As a boy I enjoyed my mango season. During the holidays we moved around like locusts, knew where the right and ready trees were, estimated each day’s haul, and sometimes would collect all the loot in a bag and spread them out under a tree to feast to our heart’s content.

No, we weren’t stealing, as most of the property owners knew us or our families, and the only report we had to fear was if any boy failed to show manners he would be reported to parents, and that would mean a complete ban on mango walk outings for the rest of the holidays. So here is a toast to “Old George” next door, Mr Mills, Skipper Lawson, the properties at Crawle, and Dr Miller’s famous mango orchards at Toll Gate several miles away.

There is something special about mango season and schoolboy fun. I hope the connection hasn’t been severed by the stay-at-home restrictions.

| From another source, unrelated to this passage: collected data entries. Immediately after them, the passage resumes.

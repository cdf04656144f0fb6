//! Error types for the VASP node binary.

/// Errors that can occur while configuring or running a VASP node.
#[derive(Debug, thiserror::Error)]
pub enum ServiceError {
    /// A required setting was missing or malformed.
    #[error("configuration error: {0}")]
    Config(String),

    /// This node's own `LOCAL_ADDRESS` failed to decode.
    #[error("invalid local address: {0}")]
    Address(#[from] vasp_core::error::StructureError),

    /// The bind address/port could not be bound.
    #[error("failed to bind: {0}")]
    Bind(std::io::Error),
}
#![cfg_attr(docsrs, feature(doc_auto_cfg))]

//! Bilateral off-chain VASP payment protocol node.
//!
//! A runnable node that wires [`vasp_core::vasp::OffChainVasp`] to an Axum
//! HTTP server and a `reqwest`-backed transport, using
//! [`business::LocalBusinessContext`] as a demo compliance/settlement
//! collaborator.
//!
//! # Modules
//!
//! - [`business`] — a sample [`BusinessContext`](vasp_core::hooks::BusinessContext) implementation
//! - [`config`] — environment-variable configuration
//! - [`error`] — service-level error type
//! - [`util`] — graceful shutdown

pub mod business;
pub mod config;
pub mod error;
pub mod util;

One little boy trustingly told his Sunday school teacher that the pandemic doesn’t mean the end of the world because he knows that Jesus would not come back in the middle of the mango season.

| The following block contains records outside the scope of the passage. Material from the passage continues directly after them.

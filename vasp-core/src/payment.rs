//! The payment object and its constituent actors.

use serde::{Deserialize, Serialize};

use crate::error::StructureError;
use crate::record::{Diff, FieldDescriptor, Mutability, Presence, StructuredRecord};
use crate::shared_object::SharedObject;
use crate::status::Status;

/// Opaque KYC evidence exchanged between two actors.
///
/// The blob is treated as an opaque string by the protocol; business logic
/// may interpret it as JSON (and is expected to include a
/// `payment_reference_id` and a `type` of `individual` or `entity`), but
/// the core protocol does not otherwise inspect it.
#[derive(Debug, Clone, PartialEq, Eq, Serialize, Deserialize)]
pub struct KycData {
    /// The opaque KYC payload.
    pub blob: String,
}

/// One side (sender or receiver) of a payment.
#[derive(Debug, Clone, PartialEq, Eq, Serialize, Deserialize)]
#[serde(rename_all = "snake_case")]
pub struct PaymentActor {
    /// The actor's VASP address, encoded as a string (see [`crate::address::Address`]).
    pub address: String,
    /// The actor's subaddress, encoded as a string.
    pub subaddress: String,
    /// KYC evidence provided by this actor, once available.
    #[serde(skip_serializing_if = "Option::is_none")]
    pub kyc_data: Option<KycData>,
    /// This actor's current status.
    pub status: Status,
    /// Free-form metadata strings appended over the life of the payment.
    #[serde(default)]
    pub metadata: Vec<String>,
}

impl PaymentActor {
    /// Creates a new actor at [`Status::None`] with no KYC data or metadata.
    #[must_use]
    pub fn new(address: impl Into<String>, subaddress: impl Into<String>) -> Self {
        Self {
            address: address.into(),
            subaddress: subaddress.into(),
            kyc_data: None,
            status: Status::None,
            metadata: Vec::new(),
        }
    }
}

impl StructuredRecord for PaymentActor {
    fn field_descriptors() -> &'static [FieldDescriptor] {
        &[
            FieldDescriptor {
                name: "address",
                presence: Presence::Required,
                mutability: Mutability::WriteOnce,
            },
            FieldDescriptor {
                name: "subaddress",
                presence: Presence::Required,
                mutability: Mutability::WriteOnce,
            },
            FieldDescriptor {
                name: "kyc_data",
                presence: Presence::Optional,
                mutability: Mutability::WriteOnce,
            },
            FieldDescriptor {
                name: "status",
                presence: Presence::Required,
                mutability: Mutability::Updatable,
            },
            FieldDescriptor {
                name: "metadata",
                presence: Presence::Required,
                mutability: Mutability::Updatable,
            },
        ]
    }
}

/// The transfer being requested: amount, currency, a business action label,
/// and when it was proposed.
#[derive(Debug, Clone, PartialEq, Eq, Serialize, Deserialize)]
#[serde(rename_all = "snake_case")]
pub struct PaymentAction {
    /// Amount in minor currency units (e.g. cents). Must be greater than zero.
    pub amount: u64,
    /// ISO 4217-style currency code.
    pub currency: String,
    /// A business-defined action label (e.g. `"charge"`).
    pub action: String,
    /// Unix timestamp, in seconds, when the action was proposed.
    pub timestamp: u64,
}

/// The full payment object exchanged between two VASPs.
///
/// A `PaymentObject` is itself a versioned [`SharedObject`]: every update
/// to it produces a new version whose `previous_versions` names the
/// version it was derived from.
#[derive(Debug, Clone, PartialEq, Eq, Serialize, Deserialize)]
#[serde(rename_all = "snake_case")]
pub struct PaymentObject {
    /// Version bookkeeping.
    #[serde(flatten)]
    pub shared: SharedObject,
    /// A reference identifier stable across every version of this payment.
    pub reference_id: String,
    /// The original command version that created this payment, if this
    /// payment was derived from another (e.g. a refund).
    #[serde(skip_serializing_if = "Option::is_none")]
    pub original_payment_reference_id: Option<String>,
    /// The paying actor.
    pub sender: PaymentActor,
    /// The receiving actor.
    pub receiver: PaymentActor,
    /// The requested transfer.
    pub action: PaymentAction,
    /// Free-form payment-level description.
    #[serde(skip_serializing_if = "Option::is_none")]
    pub description: Option<String>,
}

impl PaymentObject {
    /// Creates a fresh payment object at its initial version.
    #[must_use]
    pub fn new(
        version: impl Into<String>,
        reference_id: impl Into<String>,
        sender: PaymentActor,
        receiver: PaymentActor,
        action: PaymentAction,
    ) -> Self {
        Self {
            shared: SharedObject::new(version),
            reference_id: reference_id.into(),
            original_payment_reference_id: None,
            sender,
            receiver,
            action,
            description: None,
        }
    }
}

impl StructuredRecord for PaymentObject {
    fn field_descriptors() -> &'static [FieldDescriptor] {
        &[
            FieldDescriptor {
                name: "reference_id",
                presence: Presence::Required,
                mutability: Mutability::WriteOnce,
            },
            FieldDescriptor {
                name: "original_payment_reference_id",
                presence: Presence::Optional,
                mutability: Mutability::WriteOnce,
            },
            FieldDescriptor {
                name: "sender",
                presence: Presence::Required,
                mutability: Mutability::Updatable,
            },
            FieldDescriptor {
                name: "receiver",
                presence: Presence::Required,
                mutability: Mutability::Updatable,
            },
            FieldDescriptor {
                name: "action",
                presence: Presence::Required,
                mutability: Mutability::WriteOnce,
            },
            FieldDescriptor {
                name: "description",
                presence: Presence::Optional,
                mutability: Mutability::Updatable,
            },
        ]
    }

    fn custom_checks(&self, _diff: &Diff) -> Result<(), StructureError> {
        if self.action.amount == 0 {
            return Err(StructureError::new("payment action amount must be greater than zero")
                .with_field("action.amount"));
        }
        if let Some(kyc) = &self.sender.kyc_data {
            validate_kyc_blob(&kyc.blob)?;
        }
        if let Some(kyc) = &self.receiver.kyc_data {
            validate_kyc_blob(&kyc.blob)?;
        }
        Ok(())
    }
}

fn validate_kyc_blob(blob: &str) -> Result<(), StructureError> {
    let value: serde_json::Value = serde_json::from_str(blob)
        .map_err(|err| StructureError::new(format!("kyc blob is not valid JSON: {err}")))?;
    let kind = value
        .get("type")
        .and_then(serde_json::Value::as_str)
        .ok_or_else(|| StructureError::new("kyc blob missing 'type'"))?;
    if kind != "individual" && kind != "entity" {
        return Err(StructureError::new("kyc blob 'type' must be 'individual' or 'entity'"));
    }
    if value.get("payment_reference_id").is_none() {
        return Err(StructureError::new("kyc blob missing 'payment_reference_id'"));
    }
    Ok(())
}

#[cfg(test)]
mod tests {
    use super::*;

    fn sample() -> PaymentObject {
        PaymentObject::new(
            "v0",
            "ref-1",
            PaymentActor::new("addr-a", "sub-a"),
            PaymentActor::new("addr-b", "sub-b"),
            PaymentAction {
                amount: 100,
                currency: "USD".into(),
                action: "charge".into(),
                timestamp: 0,
            },
        )
    }

    #[test]
    fn rejects_zero_amount() {
        let mut payment = sample();
        payment.action.amount = 0;
        assert!(payment.custom_checks(&Diff::new()).is_err());
    }

    #[test]
    fn rejects_malformed_kyc_blob() {
        let mut payment = sample();
        payment.sender.kyc_data = Some(KycData {
            blob: "not json".into(),
        });
        assert!(payment.custom_checks(&Diff::new()).is_err());
    }

    #[test]
    fn accepts_well_formed_kyc_blob() {
        let mut payment = sample();
        payment.sender.kyc_data = Some(KycData {
            blob: r#"{"type":"individual","payment_reference_id":"ref-1"}"#.into(),
        });
        assert!(payment.custom_checks(&Diff::new()).is_ok());
    }

    #[test]
    fn actor_rejects_rewriting_its_address() {
        let actor = PaymentActor::new("addr-a", "sub-a");
        let mut other = actor.clone();
        other.address = "addr-other".into();
        let diff = actor.diff_from(&other);
        assert!(actor.update(&diff).is_err());
    }

    #[test]
    fn actor_allows_updating_status() {
        let actor = PaymentActor::new("addr-a", "sub-a");
        let mut other = actor.clone();
        other.status = Status::NeedsKycData;
        let diff = actor.diff_from(&other);
        let updated = actor.update(&diff).unwrap();
        assert_eq!(updated.status, Status::NeedsKycData);
        assert_eq!(updated.address, actor.address);
    }
}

In my youth the mango walks in central Clarendon boasted every variety of mango. We knew where every tree was, and had the ripening day of the choice fruits calculated right down to a tee.

A couple years ago my friend Jerry Thomas, who was then the engineering director at Alpart, asked me if I remembered the mango tree that stood at the entrance to the Four Paths cricket ground on Skipper Lawson’s property. The mangoes always led us into temptation, he reminded, because they were so red and huge, but were under the watchful eye of the adults on the cricket team and therefore out of reach of our pubertal hands. Yes, I remembered the tree well, it was Skipper Lawson’s prize Hayden mango tree, and, yes, more than 50 years after, a picture of that tree with its rich colours and dangling fruits still walks all over my mind.

In the meantime the debate rages on in my house. Which is the best mango? My wife shares my passion for the Julie, but we will indulge in any of the over 60 named varieties that may come our way. Some names are familiar, some are not. Sweetie, Turpentime, Fine Skin, Blackie, Robin, Nelson, Titi, Bellyful, Keith, Beefie, Sweetie come brush me, Bastard, and Green Skin, are among the most well-known. When you get into Flat mango (which we discovered outside of Port Maria), Kidney, Green Guage, Cow Foot, and Graham, then you are getting into uncharted waters. Not to mention the relatively new Tommy Atkins variety introduced for export, but apparently not doing well on the market. But surely, and the debate continues, the Bombay, which can be sliced like a pear or cupped to hold ice cream or jelly, can stake its claim as the king of desserts. Or if your teeth can manage it, then nothing beats tearing off the skin of the common mango and grinding down through the hard pulp to the seed, which is then scraped to the bone.

The debate went overseas when we learnt that the Guinness World records lists the Philippine Carabao mango as the world’s sweetest mango. Further to this bit of heresy, we are told that the Alphonso Mango in India, favoured for its sweetness, richness, and flavour, has been called the king of mangoes. Well, they can keep their mangoes. I am satisfied with our crops, and if ever there is a world festival or competition, my Jamaican Julie, East Indian, and Bombay will be right up there with the best of them. Not to leave out the Blackie or the Robin, which with all its tiny size must rate with the sweetest of them all.

This ode to a good mango season reminds us that mangoes play a useful role in food security needs at this time. The old saying in Jamaica that you can turn down your pot at mango time is as true now as it has been for countless years. The time-honoured folk song, best performed by the Jamaican Folk Singers, comes to mind.

“Mi nuh drink coffee tea mango time

Care how nice it may be mango time

In the heat of the mango crop

When di fruit dem a ripe an drop

Wash yuh pot, tun dem down, mango time.”